YOUR ASSIGNMENT: Each line below either holds the string "PartialEq" or doesn't. Count those that do and give only the number.

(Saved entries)
****

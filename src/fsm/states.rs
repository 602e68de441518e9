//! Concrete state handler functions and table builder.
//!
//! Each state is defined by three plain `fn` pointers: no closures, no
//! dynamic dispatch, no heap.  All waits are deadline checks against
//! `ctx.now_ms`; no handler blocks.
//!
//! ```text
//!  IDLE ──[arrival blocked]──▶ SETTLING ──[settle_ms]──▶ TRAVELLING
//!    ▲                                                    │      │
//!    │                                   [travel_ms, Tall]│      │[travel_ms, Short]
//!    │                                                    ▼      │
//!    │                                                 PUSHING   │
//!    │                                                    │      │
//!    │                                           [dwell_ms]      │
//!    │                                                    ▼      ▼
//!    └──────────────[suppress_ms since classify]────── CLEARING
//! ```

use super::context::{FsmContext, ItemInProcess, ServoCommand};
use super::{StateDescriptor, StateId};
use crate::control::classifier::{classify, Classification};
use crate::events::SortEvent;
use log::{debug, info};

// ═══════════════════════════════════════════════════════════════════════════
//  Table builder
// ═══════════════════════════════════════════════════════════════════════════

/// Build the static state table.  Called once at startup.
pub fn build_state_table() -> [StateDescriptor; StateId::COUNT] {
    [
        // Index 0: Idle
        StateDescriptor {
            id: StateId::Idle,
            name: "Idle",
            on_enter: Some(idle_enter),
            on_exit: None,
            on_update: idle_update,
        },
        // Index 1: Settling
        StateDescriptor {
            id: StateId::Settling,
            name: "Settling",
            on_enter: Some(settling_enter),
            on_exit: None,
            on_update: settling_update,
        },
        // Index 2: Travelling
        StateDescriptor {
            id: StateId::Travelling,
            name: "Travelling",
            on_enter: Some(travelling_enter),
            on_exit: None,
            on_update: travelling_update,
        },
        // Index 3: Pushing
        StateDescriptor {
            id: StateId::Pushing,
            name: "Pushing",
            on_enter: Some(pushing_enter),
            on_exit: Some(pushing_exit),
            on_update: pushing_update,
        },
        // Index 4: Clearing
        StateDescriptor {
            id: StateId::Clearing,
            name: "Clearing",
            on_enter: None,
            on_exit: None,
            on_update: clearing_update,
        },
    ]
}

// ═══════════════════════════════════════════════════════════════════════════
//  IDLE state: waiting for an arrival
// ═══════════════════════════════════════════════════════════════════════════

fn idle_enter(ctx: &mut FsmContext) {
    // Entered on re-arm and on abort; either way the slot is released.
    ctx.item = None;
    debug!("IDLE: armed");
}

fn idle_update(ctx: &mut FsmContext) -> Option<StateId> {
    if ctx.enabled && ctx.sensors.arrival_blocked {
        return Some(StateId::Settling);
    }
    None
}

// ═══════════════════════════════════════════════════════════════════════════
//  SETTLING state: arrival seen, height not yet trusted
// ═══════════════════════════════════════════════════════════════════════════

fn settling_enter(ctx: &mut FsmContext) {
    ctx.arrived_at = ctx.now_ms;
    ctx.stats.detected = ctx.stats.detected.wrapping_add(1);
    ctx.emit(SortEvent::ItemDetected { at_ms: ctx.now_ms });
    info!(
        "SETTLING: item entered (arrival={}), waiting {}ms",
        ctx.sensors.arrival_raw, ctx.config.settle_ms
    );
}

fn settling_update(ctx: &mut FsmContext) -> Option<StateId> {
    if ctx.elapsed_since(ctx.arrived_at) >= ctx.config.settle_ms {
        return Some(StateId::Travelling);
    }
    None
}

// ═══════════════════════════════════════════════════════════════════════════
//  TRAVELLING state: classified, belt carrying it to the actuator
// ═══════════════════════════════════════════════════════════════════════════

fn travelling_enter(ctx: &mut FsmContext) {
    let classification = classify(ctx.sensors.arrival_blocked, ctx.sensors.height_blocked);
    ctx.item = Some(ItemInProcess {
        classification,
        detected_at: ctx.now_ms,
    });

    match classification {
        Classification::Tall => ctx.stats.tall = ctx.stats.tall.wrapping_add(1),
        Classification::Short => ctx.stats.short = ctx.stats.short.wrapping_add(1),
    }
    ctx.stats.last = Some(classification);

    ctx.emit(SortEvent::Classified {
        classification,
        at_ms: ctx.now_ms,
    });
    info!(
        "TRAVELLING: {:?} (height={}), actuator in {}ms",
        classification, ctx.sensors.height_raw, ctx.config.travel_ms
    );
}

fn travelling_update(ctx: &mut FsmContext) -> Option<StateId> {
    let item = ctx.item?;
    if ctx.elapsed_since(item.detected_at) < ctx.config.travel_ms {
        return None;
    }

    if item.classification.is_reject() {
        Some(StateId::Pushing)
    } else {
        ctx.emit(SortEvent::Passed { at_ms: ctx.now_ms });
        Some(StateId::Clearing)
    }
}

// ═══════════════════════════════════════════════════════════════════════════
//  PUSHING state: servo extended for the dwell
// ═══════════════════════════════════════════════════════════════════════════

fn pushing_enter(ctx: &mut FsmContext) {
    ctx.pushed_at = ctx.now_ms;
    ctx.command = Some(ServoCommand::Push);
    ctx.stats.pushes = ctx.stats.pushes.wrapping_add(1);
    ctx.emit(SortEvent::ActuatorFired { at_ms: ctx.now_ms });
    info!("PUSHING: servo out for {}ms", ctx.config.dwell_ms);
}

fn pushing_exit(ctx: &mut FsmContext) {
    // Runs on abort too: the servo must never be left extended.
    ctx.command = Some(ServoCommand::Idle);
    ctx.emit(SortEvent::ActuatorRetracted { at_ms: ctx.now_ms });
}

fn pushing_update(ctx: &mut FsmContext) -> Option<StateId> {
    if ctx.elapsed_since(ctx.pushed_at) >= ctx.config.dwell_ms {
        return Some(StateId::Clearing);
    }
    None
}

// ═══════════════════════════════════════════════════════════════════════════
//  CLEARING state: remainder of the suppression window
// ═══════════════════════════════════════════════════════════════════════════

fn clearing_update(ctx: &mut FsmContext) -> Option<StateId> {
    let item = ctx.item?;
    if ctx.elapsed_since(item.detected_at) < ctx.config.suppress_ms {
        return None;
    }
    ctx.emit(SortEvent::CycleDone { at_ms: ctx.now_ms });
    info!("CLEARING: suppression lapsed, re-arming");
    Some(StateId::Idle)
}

****

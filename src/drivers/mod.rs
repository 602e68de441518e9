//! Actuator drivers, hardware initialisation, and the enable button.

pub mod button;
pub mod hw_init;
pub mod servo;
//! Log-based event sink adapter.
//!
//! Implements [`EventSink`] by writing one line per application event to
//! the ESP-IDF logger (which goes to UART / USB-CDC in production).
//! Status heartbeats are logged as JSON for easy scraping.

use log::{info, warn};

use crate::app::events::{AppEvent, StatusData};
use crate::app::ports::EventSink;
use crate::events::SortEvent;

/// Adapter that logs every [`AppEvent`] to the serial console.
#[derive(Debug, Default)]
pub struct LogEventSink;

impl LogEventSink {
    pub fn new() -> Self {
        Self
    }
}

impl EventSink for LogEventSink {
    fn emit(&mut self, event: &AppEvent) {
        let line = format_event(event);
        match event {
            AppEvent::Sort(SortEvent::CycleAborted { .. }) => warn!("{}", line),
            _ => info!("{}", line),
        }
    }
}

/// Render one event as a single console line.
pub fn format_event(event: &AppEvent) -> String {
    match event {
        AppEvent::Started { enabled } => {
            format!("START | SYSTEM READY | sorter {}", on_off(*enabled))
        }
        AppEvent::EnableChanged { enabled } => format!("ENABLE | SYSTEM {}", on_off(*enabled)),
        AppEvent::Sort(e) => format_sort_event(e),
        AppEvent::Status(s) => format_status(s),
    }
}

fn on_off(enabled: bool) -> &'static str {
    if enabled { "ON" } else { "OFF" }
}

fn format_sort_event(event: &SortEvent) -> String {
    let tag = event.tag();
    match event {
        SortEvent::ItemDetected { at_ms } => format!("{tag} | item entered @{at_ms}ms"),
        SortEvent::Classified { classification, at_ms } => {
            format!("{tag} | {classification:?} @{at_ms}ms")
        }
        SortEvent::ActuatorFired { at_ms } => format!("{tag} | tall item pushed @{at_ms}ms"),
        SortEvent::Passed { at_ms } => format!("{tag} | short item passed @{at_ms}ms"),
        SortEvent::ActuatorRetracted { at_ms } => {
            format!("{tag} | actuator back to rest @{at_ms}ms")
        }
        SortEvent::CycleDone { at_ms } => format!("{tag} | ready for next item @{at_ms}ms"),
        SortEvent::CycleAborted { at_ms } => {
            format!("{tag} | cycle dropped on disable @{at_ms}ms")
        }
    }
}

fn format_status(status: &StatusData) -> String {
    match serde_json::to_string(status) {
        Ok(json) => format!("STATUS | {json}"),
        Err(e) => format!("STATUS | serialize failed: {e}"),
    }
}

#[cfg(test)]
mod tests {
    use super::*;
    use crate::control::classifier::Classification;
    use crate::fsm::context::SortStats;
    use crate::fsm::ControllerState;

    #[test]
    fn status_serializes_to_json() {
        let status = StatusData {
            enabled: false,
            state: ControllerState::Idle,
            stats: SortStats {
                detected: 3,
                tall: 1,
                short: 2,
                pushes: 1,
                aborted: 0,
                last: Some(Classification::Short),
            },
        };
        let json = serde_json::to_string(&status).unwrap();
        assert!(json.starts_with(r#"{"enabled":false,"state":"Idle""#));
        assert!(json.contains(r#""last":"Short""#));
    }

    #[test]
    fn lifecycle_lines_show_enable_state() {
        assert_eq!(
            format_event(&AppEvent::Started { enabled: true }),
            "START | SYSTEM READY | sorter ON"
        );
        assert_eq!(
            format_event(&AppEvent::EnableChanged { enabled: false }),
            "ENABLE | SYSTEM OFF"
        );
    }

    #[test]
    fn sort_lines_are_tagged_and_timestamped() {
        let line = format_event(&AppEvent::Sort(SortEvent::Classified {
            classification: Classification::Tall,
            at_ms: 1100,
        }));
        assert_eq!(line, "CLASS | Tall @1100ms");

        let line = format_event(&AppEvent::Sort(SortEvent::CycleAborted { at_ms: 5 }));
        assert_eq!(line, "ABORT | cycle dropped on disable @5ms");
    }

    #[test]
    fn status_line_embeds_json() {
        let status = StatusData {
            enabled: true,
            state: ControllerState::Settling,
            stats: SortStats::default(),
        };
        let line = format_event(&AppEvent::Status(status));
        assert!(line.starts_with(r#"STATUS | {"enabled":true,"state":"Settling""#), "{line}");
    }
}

****

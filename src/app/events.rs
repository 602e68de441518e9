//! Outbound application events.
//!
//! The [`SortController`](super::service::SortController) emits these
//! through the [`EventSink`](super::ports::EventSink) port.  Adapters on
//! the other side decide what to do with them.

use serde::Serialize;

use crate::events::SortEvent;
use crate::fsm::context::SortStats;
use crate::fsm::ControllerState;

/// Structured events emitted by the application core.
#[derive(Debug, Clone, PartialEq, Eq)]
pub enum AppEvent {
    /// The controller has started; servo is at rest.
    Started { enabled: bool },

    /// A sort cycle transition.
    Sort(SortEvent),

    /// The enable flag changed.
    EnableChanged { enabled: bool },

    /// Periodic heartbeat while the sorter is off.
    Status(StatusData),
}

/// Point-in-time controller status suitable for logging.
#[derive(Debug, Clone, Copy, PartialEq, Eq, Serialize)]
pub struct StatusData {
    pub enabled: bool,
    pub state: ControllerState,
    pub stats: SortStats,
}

****

OUTPUT BELOW: 2